Sunday, June 1, 2008

Funky Business and Mistakes Made

Something strange is happening in my garden. Maybe it's the weather--the fact that there hasn't been much sun recently, only overcast skies and high winds... Or it could be another reason. Maybe it's my fault. I don't know.

It seems that the squash and cucumbers in Box # 3 at Cam's house isn't doing too well. I don't know if you can tell in the photo below (of squash), but the stem of the plant seems to be split in two. It's as if someone has taken a knife and split the stem open.

The same strange occurrence has plagued the cucumber seedlings. Their stem (see below photo) is also split wide open. I think you can see the funky business much better in this photo.

I can't help but wonder-- is it my fault? I must have done something wrong in the transplantation of the cucumbers. I should have buried the stem deeper in the soil, like my father did. Well, lesson learned. I'm guessing that these cucumbers are a lost cause.

Anyone have any ideas how this could have happened to my plants? *sighs* I'd love some closure. I can possibly understand why the cucumbers seem to be dying, but why the squash in Box # 3?

If you saw Friday night's post about squash, you would have seen that the squash in SFG Box # 1 is thriving and growing really nicely. So the squash problem is puzzling me.

Here's an image of the wonderful and healthy squash from Box # 1. I snapped this today.

So remember the mushroom dilemma in the front vegetable bed? It has invaded the back yard square foot garden boxes. But I've figured out why they started appearing. I'm positive they have to do with the onions that I planted. I think that when I bought them from the store, they had mushroom spores on them.

It makes perfect sense because the mushrooms only appeared AFTER I had transplanted the onions to the front vegetable bed. So far, they haven't hurt anything, and the lettuce head that I harvested is delicious.

Now the mushrooms are appearing in my backyard SFG boxes in the areas where I've planted the onions.

Take a look below. If you look carefully, you can see tiny mushrooms starting to form.

Anyway, I am really annoyed. I don't know what to do. I would love a harvest of healthy onions, but I don't want any of these mushrooms spreading across the garden.

Any advice? Should I just pull out the onions and be done with it? Or do you think the damage has already been done.


tina said...

I don't think the mushrooms will hurt anything at all. What type of soil did you use? Lots of organic matter, this and the moisture are why you have mushrooms. They will go away. Not sure what is getting your squash plants.

Gail said...

So sorry, you work hard and some garden calamity happens....maybe some of the experienced vegetable growers will know!

Good luck.


Anonymous said...

Hello, DP,

Came across your blog by going from gardening blog to gardening blog.

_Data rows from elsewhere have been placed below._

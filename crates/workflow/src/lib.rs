//! Review workflow: the analysis pipeline and the review desk.
//!
//! The [`ReviewDesk`] is the single context object of a reconciliation: the
//! engine, the workflow state, the selection set and any staged bulk change.
//! It is synchronous and enforces the state machine
//!
//! ```text
//! Idle -> AnalysisRunning -> PendingReview -> Finalized
//!   ^____________ reset (from any state) ____________|
//! ```
//!
//! The [`AnalysisPipeline`] drives a run against the oracle, holding the desk
//! behind a `tokio::sync::RwLock` and publishing progress on a
//! [`ProgressBus`](rollcall_core::ProgressBus).

pub mod desk;
pub mod export;
pub mod pipeline;

pub use desk::{ReviewDesk, RunTicket, WorkflowState};
pub use export::{export_to_path, write_csv};
pub use pipeline::{AnalysisPipeline, AnalysisRequest, RunReport};
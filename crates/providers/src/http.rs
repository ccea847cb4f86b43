//! HTTP plumbing shared by the providers: client construction and the
//! mapping of transport failures and status codes onto [`ProviderError`].

use std::time::Duration;

use reqwest::header::{HeaderMap, RETRY_AFTER};
use reqwest::{Response, StatusCode};
use rollcall_core::error::ProviderError;
use tracing::warn;

/// Default HTTP timeout when none is configured.
pub const DEFAULT_TIMEOUT: Duration = Duration::from_secs(300);

/// Wait suggested to the caller when a 429 carries no usable `Retry-After`.
const FALLBACK_RETRY_SECS: u64 = 5;

pub(crate) fn client(timeout: Duration) -> reqwest::Client {
    reqwest::Client::builder()
        .timeout(timeout)
        .build()
        .expect("Failed to create HTTP client")
}

pub(crate) fn transport_error(e: reqwest::Error) -> ProviderError {
    if e.is_timeout() {
        ProviderError::Timeout(e.to_string())
    } else {
        ProviderError::Network(e.to_string())
    }
}

/// A 200 whose body could not be decoded.
pub(crate) fn decode_error(provider: &str, e: impl std::fmt::Display) -> ProviderError {
    ProviderError::ApiError {
        status_code: 200,
        message: format!("Failed to parse {provider} response: {e}"),
    }
}

/// Seconds from a `Retry-After` header given in delta-seconds form.
fn retry_after(headers: &HeaderMap) -> u64 {
    headers
        .get(RETRY_AFTER)
        .and_then(|v| v.to_str().ok())
        .and_then(|v| v.trim().parse().ok())
        .unwrap_or(FALLBACK_RETRY_SECS)
}

/// Pass a successful response through; turn anything else into an error.
pub(crate) async fn check_status(
    response: Response,
    provider: &str,
    model: &str,
) -> Result<Response, ProviderError> {
    let status = response.status();
    if status.is_success() {
        return Ok(response);
    }

    match status {
        StatusCode::TOO_MANY_REQUESTS => Err(ProviderError::RateLimited {
            retry_after_secs: retry_after(response.headers()),
        }),
        StatusCode::UNAUTHORIZED | StatusCode::FORBIDDEN => Err(
            ProviderError::AuthenticationFailed(format!("{provider} rejected the API key")),
        ),
        StatusCode::NOT_FOUND => Err(ProviderError::ModelNotFound(model.to_string())),
        _ => {
            let body = response.text().await.unwrap_or_default();
            warn!(provider, status = status.as_u16(), body = %body, "Provider returned error");
            Err(ProviderError::ApiError {
                status_code: status.as_u16(),
                message: body,
            })
        }
    }
}
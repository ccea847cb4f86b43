//! LLM Provider implementations for Rollcall.
//!
//! All providers implement the `rollcall_core::Provider` trait.
//! The router selects the correct provider based on configuration.

pub mod anthropic;
mod http;
pub mod openai_compat;
pub mod router;

pub use anthropic::AnthropicProvider;
pub use http::DEFAULT_TIMEOUT;
pub use openai_compat::OpenAiCompatProvider;
pub use router::{ProviderRouter, build_from_config};
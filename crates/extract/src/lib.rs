//! # Rollcall Extract
//!
//! Turns raw inputs into candidate name sets:
//!
//! - [`roster`]: the authoritative list, from a spreadsheet or delimited file
//!   (cell heuristics) or from an image (oracle extraction).
//! - [`observation`]: the names seen in the session, from an ordered series of
//!   captures, one oracle call at a time with progress events.
//!
//! [`tabular`] and [`image`] are the file readers both build on.

pub mod image;
pub mod observation;
pub mod roster;
pub mod tabular;

pub use observation::{ObservationExtractor, ObservationOutcome};
pub use roster::{RosterExtractor, RosterRules, RosterSource};
pub use tabular::Grid;
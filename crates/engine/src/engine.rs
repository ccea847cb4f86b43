use std::collections::HashSet;

use rollcall_core::{
    Attendee, BucketCounts, Classification, Name, Status, WorkflowError,
};
use tracing::{debug, info, warn};

/// What `ingest` had to clean up in a raw classification.
#[derive(Debug, Clone, Default, PartialEq, Eq)]
pub struct IngestReport {
    /// Names dropped because they already appeared earlier in the same bucket
    /// or in a higher-priority bucket
    pub dropped: Vec<(Name, Status)>,
    pub counts: BucketCounts,
}

/// The reconciliation engine.
///
/// Holds at most one review session and at most one finalized
/// classification. A session becomes the finalized classification exactly
/// once, through [`finalize`](Self::finalize).
#[derive(Debug, Default)]
pub struct ReconciliationEngine {
    session: Option<Classification>,
    finalized: Option<Classification>,
}

impl ReconciliationEngine {
    pub fn new() -> Self {
        Self::default()
    }

    /// Start a review session from a raw classification.
    ///
    /// Replaces any prior session and drops any finalized classification.
    /// Duplicates are removed: within a bucket the first entry wins, and a
    /// name in several buckets is kept in the first of present, absent,
    /// unexpected. Every attendee's status is set to its bucket, and all
    /// buckets are sorted.
    pub fn ingest(&mut self, raw: Classification) -> IngestReport {
        let mut seen = HashSet::new();
        let mut report = IngestReport::default();
        let mut next = Classification::default();

        for status in Status::ALL {
            for mut attendee in raw.bucket(status).iter().cloned() {
                if !seen.insert(attendee.name.clone()) {
                    warn!(name = %attendee.name, %status, "Dropping duplicate name on ingest");
                    report.dropped.push((attendee.name, status));
                    continue;
                }
                attendee.status = status;
                if status != Status::Present {
                    attendee.original_name = None;
                }
                next.bucket_mut(status).push(attendee);
            }
        }

        next.sort_all();
        report.counts = next.counts();

        info!(
            present = report.counts.present,
            absent = report.counts.absent,
            unexpected = report.counts.unexpected,
            dropped = report.dropped.len(),
            "Review session started"
        );

        self.session = Some(next);
        self.finalized = None;
        report
    }

    /// Undo the oracle's match at `index` in the present bucket.
    ///
    /// The roster name moves to absent and the observed form becomes an
    /// unexpected attendee, unless that exact name is already held by
    /// another attendee. Returns the removed match.
    pub fn reject_match(&mut self, index: usize) -> Result<Attendee, WorkflowError> {
        let session = self.session.as_ref().ok_or(WorkflowError::NoActiveSession)?;
        let len = session.present.len();
        if index >= len {
            return Err(WorkflowError::InvalidIndex { index, len });
        }

        let mut next = session.clone();
        let rejected = next.present.remove(index);

        next.absent.push(Attendee::absent(rejected.name.clone()));
        if let Some(observed) = &rejected.original_name {
            match next.status_of(observed) {
                None => next.unexpected.push(Attendee::unexpected(observed.clone())),
                Some(held_by) => debug!(
                    name = %observed,
                    bucket = %held_by,
                    "Observed form already classified; not added to unexpected"
                ),
            }
        }
        next.sort_bucket(Status::Absent);
        next.sort_bucket(Status::Unexpected);

        info!(name = %rejected.name, index, "Match rejected");
        self.session = Some(next);
        Ok(rejected)
    }

    /// Promote the review session to the finalized classification.
    ///
    /// Consumes the session: a second call without a new `ingest` is
    /// `NoActiveSession`.
    pub fn finalize(&mut self) -> Result<&Classification, WorkflowError> {
        let session = self.session.take().ok_or(WorkflowError::NoActiveSession)?;
        let counts = session.counts();
        info!(
            present = counts.present,
            absent = counts.absent,
            unexpected = counts.unexpected,
            "Classification finalized"
        );
        Ok(self.finalized.insert(session))
    }

    /// Discard the session and the finalized classification.
    pub fn reset(&mut self) {
        if self.session.is_some() || self.finalized.is_some() {
            debug!("Engine state discarded");
        }
        self.session = None;
        self.finalized = None;
    }

    /// Move every finalized attendee whose name is in `selection` into the
    /// `target` bucket. Returns how many moved.
    ///
    /// Names in the selection that match nobody are ignored. Only touched
    /// buckets are re-sorted.
    pub fn bulk_reclassify<'a>(
        &mut self,
        selection: impl IntoIterator<Item = &'a Name>,
        target: Status,
    ) -> Result<usize, WorkflowError> {
        let current = self.finalized.as_ref().ok_or(WorkflowError::NotFinalized)?;
        let selection: HashSet<&Name> = selection.into_iter().collect();

        let mut next = current.clone();
        let mut touched = HashSet::new();
        let mut moving = Vec::new();

        for status in Status::ALL {
            if status == target {
                continue;
            }
            let bucket = next.bucket_mut(status);
            let before = bucket.len();
            let (selected, kept): (Vec<_>, Vec<_>) = std::mem::take(bucket)
                .into_iter()
                .partition(|a| selection.contains(&a.name));
            *bucket = kept;
            if bucket.len() != before {
                touched.insert(status);
            }
            moving.extend(selected);
        }

        let moved = moving.len();
        if moved > 0 {
            touched.insert(target);
            next.bucket_mut(target).extend(moving.into_iter().map(|mut a| {
                a.status = target;
                a
            }));
            for status in touched {
                next.sort_bucket(status);
            }
        }

        info!(%target, moved, "Bulk reclassification applied");
        self.finalized = Some(next);
        Ok(moved)
    }

    /// The active review session, if any.
    pub fn session(&self) -> Option<&Classification> {
        self.session.as_ref()
    }

    /// The finalized classification, if any.
    pub fn finalized(&self) -> Option<&Classification> {
        self.finalized.as_ref()
    }

    /// Whichever classification is current: the session while pending
    /// review, otherwise the finalized one.
    pub fn current(&self) -> Option<&Classification> {
        self.session.as_ref().or(self.finalized.as_ref())
    }

    /// A filtered copy of the current classification (see
    /// [`Classification::filtered`]).
    pub fn filtered(&self, query: &str) -> Option<Classification> {
        self.current().map(|c| c.filtered(query))
    }

    pub fn counts(&self) -> BucketCounts {
        self.current().map(Classification::counts).unwrap_or_default()
    }
}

You squash and cucumbers seem to have cankers, maybe caused by a virus, no way of knowing really. It's not uncommon and it's not necessarily fatal. Many mature cucumber vines are split near the ground with no ill effect.

Sometimes the canker will choke off the vine and it will stay green for weeks but not grow any more. Says I, if the vine continues to set on more leaves and grow larger, go with it. If after a week it has grown not at all, say a requiem over it send it to be with its ancestors.

Also this, for you SFG types, never neglect to consider the fourth dimension. Mel Bartholomew does a good job expounding on length an width of the bed and also the vertical space, but the bed or 'foot' also has the dimension of time. In our climate (I'm in Tennessee too) cucumbers have a tendency to go senile, probably due to viruses on their genes. A really healthy plant will make a flush or two of wonderful cukes, and then the vine will canker and split, leaves will yellow, and the cukes will be small, curled and shriveled.

Best to view a cucumber vine as a passing phenomenon and all during the growing season be planing more seeds. Always look at cukes and summer squash with critical and objective eye and be quick to say "Why encumbereth it the ground?" Hey, maybe that's why they call them cucumbers anyway?

Frances, said...

Hi DP, interesting comment from Eleutheros about the cukes and squash. Like Tina, I wouldn't worry about the mushrooms. Just scratch the soil up to expose them to the sun, when we get some. We can't complain about the rain, after the drought last year. I was going to suggest maybe the squash vine borer had attacked, but it seems too early for that yet. I have added soil to damaged stems with good results, causing more roots to grow. Also replanting seeds sounds like good advice.
Frances at Faire Garden

Aimee said...

Thanks for commenting on my blog. I'm totally loving this SFG thing! And yes....that's good 'ole corn growing in my garden. Love that stuff! =)

DP Nguyen said...

Thank you for all the suggestions and comments! They've been very helpful!